Saved entries
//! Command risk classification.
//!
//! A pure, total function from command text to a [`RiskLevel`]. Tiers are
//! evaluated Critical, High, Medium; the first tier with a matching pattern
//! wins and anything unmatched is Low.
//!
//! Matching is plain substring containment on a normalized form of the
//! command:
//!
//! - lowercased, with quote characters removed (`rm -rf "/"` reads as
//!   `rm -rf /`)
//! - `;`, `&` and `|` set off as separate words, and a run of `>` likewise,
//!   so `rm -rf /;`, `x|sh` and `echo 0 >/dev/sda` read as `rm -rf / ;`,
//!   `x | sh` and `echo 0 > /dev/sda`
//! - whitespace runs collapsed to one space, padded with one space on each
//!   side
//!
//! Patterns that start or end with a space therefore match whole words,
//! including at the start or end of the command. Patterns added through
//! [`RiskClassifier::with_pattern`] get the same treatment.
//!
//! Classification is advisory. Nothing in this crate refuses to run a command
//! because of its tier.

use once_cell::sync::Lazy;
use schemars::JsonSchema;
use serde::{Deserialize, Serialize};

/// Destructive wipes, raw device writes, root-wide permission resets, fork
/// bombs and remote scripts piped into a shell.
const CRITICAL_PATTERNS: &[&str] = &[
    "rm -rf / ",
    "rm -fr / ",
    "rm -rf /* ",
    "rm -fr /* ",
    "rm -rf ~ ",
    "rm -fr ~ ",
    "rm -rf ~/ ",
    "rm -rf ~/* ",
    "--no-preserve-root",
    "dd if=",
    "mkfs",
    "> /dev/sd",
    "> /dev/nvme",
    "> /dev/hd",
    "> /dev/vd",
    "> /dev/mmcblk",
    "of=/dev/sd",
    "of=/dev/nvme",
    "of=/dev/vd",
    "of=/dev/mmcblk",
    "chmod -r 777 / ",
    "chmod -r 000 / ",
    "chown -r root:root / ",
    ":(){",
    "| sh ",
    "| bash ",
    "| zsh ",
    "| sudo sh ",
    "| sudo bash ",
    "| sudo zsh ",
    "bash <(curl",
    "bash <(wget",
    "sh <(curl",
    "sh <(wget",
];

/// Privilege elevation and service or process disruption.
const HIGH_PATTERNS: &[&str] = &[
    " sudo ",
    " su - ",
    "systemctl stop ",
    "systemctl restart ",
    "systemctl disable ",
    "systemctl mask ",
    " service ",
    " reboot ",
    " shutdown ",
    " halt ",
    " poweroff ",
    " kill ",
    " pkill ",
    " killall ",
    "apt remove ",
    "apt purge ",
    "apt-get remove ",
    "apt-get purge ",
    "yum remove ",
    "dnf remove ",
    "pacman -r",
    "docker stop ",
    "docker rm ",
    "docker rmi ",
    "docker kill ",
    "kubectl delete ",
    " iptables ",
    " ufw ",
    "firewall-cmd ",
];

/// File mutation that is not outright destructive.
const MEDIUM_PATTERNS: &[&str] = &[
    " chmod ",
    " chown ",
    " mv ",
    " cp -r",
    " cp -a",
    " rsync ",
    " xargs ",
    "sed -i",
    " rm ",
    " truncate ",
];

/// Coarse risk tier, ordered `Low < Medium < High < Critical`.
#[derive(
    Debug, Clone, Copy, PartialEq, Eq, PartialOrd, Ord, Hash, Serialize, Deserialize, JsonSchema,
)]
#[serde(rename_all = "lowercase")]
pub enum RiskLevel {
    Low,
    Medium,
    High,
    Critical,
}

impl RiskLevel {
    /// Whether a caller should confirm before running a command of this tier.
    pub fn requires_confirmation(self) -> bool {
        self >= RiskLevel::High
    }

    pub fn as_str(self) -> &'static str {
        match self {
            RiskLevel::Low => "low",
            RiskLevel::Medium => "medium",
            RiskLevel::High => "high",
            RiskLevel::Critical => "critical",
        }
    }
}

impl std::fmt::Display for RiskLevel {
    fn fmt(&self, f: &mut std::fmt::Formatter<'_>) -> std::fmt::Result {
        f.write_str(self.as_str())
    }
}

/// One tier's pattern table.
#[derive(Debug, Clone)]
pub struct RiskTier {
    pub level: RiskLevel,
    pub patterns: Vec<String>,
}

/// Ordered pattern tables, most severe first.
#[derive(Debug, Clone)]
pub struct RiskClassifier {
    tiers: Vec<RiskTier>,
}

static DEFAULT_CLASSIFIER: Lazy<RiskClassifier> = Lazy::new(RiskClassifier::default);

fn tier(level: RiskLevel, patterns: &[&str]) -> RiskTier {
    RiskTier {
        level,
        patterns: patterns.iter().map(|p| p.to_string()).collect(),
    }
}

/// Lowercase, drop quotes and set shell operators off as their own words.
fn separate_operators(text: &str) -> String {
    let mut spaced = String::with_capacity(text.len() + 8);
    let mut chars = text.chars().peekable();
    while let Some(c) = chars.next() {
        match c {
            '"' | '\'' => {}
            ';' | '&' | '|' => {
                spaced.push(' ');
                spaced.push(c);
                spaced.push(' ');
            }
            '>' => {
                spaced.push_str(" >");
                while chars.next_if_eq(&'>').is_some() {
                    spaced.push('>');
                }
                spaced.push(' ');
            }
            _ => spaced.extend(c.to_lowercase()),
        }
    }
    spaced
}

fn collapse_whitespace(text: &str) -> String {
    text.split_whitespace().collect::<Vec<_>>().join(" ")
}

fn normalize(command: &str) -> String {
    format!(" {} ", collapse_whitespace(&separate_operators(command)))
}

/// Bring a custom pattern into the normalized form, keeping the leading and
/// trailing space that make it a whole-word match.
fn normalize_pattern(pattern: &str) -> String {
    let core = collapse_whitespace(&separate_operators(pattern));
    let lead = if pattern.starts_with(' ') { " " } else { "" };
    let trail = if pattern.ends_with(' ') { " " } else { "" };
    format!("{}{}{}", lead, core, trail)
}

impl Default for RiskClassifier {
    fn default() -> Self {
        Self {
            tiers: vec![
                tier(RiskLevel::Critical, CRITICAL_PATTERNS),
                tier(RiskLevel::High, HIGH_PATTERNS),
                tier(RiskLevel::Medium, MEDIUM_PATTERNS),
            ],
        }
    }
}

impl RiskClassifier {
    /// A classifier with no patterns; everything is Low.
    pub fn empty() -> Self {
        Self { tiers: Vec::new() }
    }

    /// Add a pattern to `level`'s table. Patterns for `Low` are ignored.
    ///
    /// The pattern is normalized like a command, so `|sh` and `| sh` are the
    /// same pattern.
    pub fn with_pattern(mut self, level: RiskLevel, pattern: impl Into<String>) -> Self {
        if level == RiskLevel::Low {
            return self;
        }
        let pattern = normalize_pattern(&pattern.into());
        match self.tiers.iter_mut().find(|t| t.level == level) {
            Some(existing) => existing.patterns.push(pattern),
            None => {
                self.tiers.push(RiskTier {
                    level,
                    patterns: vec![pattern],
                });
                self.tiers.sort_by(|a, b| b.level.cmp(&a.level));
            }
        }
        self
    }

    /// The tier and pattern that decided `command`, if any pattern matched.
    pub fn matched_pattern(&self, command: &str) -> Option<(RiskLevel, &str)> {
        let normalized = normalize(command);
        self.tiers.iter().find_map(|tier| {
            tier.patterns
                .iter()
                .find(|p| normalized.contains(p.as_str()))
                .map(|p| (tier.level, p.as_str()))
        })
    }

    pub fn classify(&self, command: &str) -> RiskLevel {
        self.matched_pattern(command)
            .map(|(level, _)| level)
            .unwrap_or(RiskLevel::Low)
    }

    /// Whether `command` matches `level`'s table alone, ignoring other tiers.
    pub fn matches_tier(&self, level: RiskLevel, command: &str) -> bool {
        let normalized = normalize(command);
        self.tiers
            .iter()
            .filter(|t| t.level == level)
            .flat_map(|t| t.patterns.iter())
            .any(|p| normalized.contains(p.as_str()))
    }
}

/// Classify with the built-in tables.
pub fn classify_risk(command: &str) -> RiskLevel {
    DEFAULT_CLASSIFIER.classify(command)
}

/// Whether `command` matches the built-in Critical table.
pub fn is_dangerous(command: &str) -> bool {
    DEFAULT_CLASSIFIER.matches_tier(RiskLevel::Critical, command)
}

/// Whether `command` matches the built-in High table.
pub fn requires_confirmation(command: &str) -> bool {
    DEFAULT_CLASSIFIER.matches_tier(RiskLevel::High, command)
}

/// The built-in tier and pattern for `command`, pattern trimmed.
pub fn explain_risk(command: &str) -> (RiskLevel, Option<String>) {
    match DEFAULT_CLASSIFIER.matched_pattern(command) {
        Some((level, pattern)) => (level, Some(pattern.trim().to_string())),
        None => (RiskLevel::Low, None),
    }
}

TASK DETAILS:
Examine the records and report how many lines contain the string "service". Only the number should be given.

ANSWER SPACE:
2